Satellite navigation system chip shape correlator and method based on GPU parallel computation

Technical Field

The application relates to the field of radio navigation software receivers, in particular to a satellite navigation system real-time chip shape correlator and a satellite navigation system real-time chip shape correlator method based on GPU parallel computing.

Background

The main signal processing process of the global navigation satellite system (GNSS, global Navigation Satellite System) radio software (SDR, software defined radio) receiver is realized by a software processing module, and compared with a hardware receiver, the receiver is easier to debug, upgrade and modify and has better configurability, thus playing an important role in various application fields of GNSS. The correlation operation includes a large number of multiply-accumulate operations, and the heavy computational burden makes it difficult to guarantee the real-time performance of the SDR receiver based on the processor (CPU). And the related computation in the SDR receiver can be greatly accelerated based on the parallel computation of a Graphic Processor (GPU), so that the real-time requirement is met.

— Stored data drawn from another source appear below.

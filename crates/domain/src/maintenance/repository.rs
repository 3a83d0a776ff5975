use super::{MaintenanceOrder, MaintenanceType};
use crate::DomainError;
use async_trait::async_trait;

#[cfg_attr(test, mockall::automock)]
#[async_trait]
pub trait MaintenanceRepository: Send + Sync {
    async fn find_by_type(
        &self,
        kind: MaintenanceType,
    ) -> Result<Vec<MaintenanceOrder>, DomainError>;

    async fn find_by_id(&self, id: &str) -> Result<Option<MaintenanceOrder>, DomainError>;

    /// Stores `order` under a freshly assigned id; the incoming id is ignored
    async fn insert(&self, order: MaintenanceOrder) -> Result<MaintenanceOrder, DomainError>;

    /// Update an existing record; unknown ids are `NotFound`.
    async fn save(&self, order: &MaintenanceOrder) -> Result<(), DomainError>;

    async fn save_all(&self, orders: &[MaintenanceOrder]) -> Result<(), DomainError> {
        for order in orders {
            self.save(order).await?;
        }
        Ok(())
    }

    async fn delete(&self, id: &str) -> Result<(), DomainError>;
}
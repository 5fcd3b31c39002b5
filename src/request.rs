//! HTTP request trait and request builders

use crate::error::Result;
use crate::response::Response;

use std::future::Future;

pub mod common;
pub mod income_statement;

pub use income_statement::IncomeStatement;

/// Trait for HTTP clients that can make requests to the upstream API.
///
/// Implement this trait to use custom HTTP clients with the relay.
pub trait Request: Send + Sync {
    /// Associated response type
    type Response: Response + Send;

    /// Create a new instance of the HTTP client
    fn new() -> Self
    where
        Self: Sized;

    /// Make an HTTP GET request to the given URL
    fn get(&self, url: &str) -> impl Future<Output = Result<Self::Response>> + Send;
}

/// HTTP response implementation
#[derive(Debug, Clone)]
pub struct HttpResponse {
    status: u16,
    body: String,
    request_id: Option<String>,
}

impl HttpResponse {
    /// Build a response from its parts, for custom [`Request`] implementations.
    pub fn new(status: u16, body: impl Into<String>, request_id: Option<String>) -> Self {
        Self {
            status,
            body: body.into(),
            request_id,
        }
    }
}

impl Response for HttpResponse {
    fn status(&self) -> u16 {
        self.status
    }

    fn body(&self) -> &str {
        &self.body
    }

    fn request_id(&self) -> &Option<String> {
        &self.request_id
    }
}

#[cfg(feature = "reqwest")]
impl Request for reqwest::Client {
    type Response = HttpResponse;

    fn new() -> Self {
        reqwest::Client::new()
    }

    async fn get(&self, url: &str) -> Result<Self::Response> {
        let response = self.get(url).send().await?;
        let status = response.status().as_u16();
        let request_id = response
            .headers()
            .get("X-Request-Id")
            .and_then(|h| h.to_str().ok().map(|s| s.to_string()));
        let body = response.text().await?;
        Ok(HttpResponse {
            status,
            body,
            request_id,
        })
    }
}

#[cfg(feature = "hyper")]
/// Hyper client wrapper
#[derive(Clone)]
pub struct HyperClient {
    client: std::sync::Arc<
        hyper_util::client::legacy::Client<
            hyper_tls::HttpsConnector<hyper_util::client::legacy::connect::HttpConnector>,
            http_body_util::Empty<hyper::body::Bytes>,
        >,
    >,
}

#[cfg(feature = "hyper")]
impl std::fmt::Debug for HyperClient {
    fn fmt(&self, f: &mut std::fmt::Formatter<'_>) -> std::fmt::Result {
        f.debug_struct("HyperClient").finish_non_exhaustive()
    }
}

#[cfg(feature = "hyper")]
impl Request for HyperClient {
    type Response = HttpResponse;

    fn new() -> Self {
        let https = hyper_tls::HttpsConnector::new();
        let client = hyper_util::client::legacy::Client::builder(hyper_util::rt::TokioExecutor::new()).build(https);
        Self {
            client: std::sync::Arc::new(client),
        }
    }

    async fn get(&self, url: &str) -> Result<Self::Response> {
        use crate::error::Error;
        use http_body_util::BodyExt;

        let uri: hyper::Uri = url
            .parse()
            .map_err(|e| Error::Transport(format!("invalid URL: {e}")))?;

        let response = self
            .client
            .get(uri)
            .await
            .map_err(|e| Error::Transport(format!("HTTP request failed: {e}")))?;

        let status = response.status().as_u16();
        let request_id = response
            .headers()
            .get("X-Request-Id")
            .and_then(|h| h.to_str().ok().map(|s| s.to_string()));

        let body_bytes = response
            .into_body()
            .collect()
            .await
            .map_err(|e| Error::Transport(format!("failed to read response body: {e}")))?
            .to_bytes();

        let body = String::from_utf8(body_bytes.to_vec())
            .map_err(|e| Error::Transport(format!("invalid UTF-8 in response: {e}")))?;

        Ok(HttpResponse {
            status,
            body,
            request_id,
        })
    }
}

With the increasing demands on GNSS accuracy and integrity, more and more complex signal processing algorithms in SDR receivers place higher demands on the output of the correlators. Standard correlators typically output only 3-5 correlation values for signal tracking, but some multipath mitigation and signal quality monitoring algorithms require more correlation values to output the constituent correlation peaks. The standard correlator needs a complete correlation operation every time it calculates a path of correlation values, and it is difficult for the standard correlator of the SDR receiver to calculate multiple paths of correlation values in real time. The chip shape correlator can utilize repeated calculation among the multipath correlation values to reduce the calculation amount for calculating the multipath correlation values. Meanwhile, the chip shape correlator can also measure the chip shape for a multipath suppression algorithm and a signal quality monitoring algorithm based on the observed quantity of the chip domain. But SDR receiver chip shape correlators place higher demands on memory allocation and access.

Therefore, in order to meet the requirements of real-time measurement of correlation peaks and chip shapes, a more reasonable design of a satellite navigation system real-time chip shape correlator and a method based on GPU parallel computation are needed.

Disclosure of Invention

To solve the above-described problems, or other problems in the art, the present application provides a GNSS SDR receiver real-time chip shape correlator system and method based on GPU parallel computing.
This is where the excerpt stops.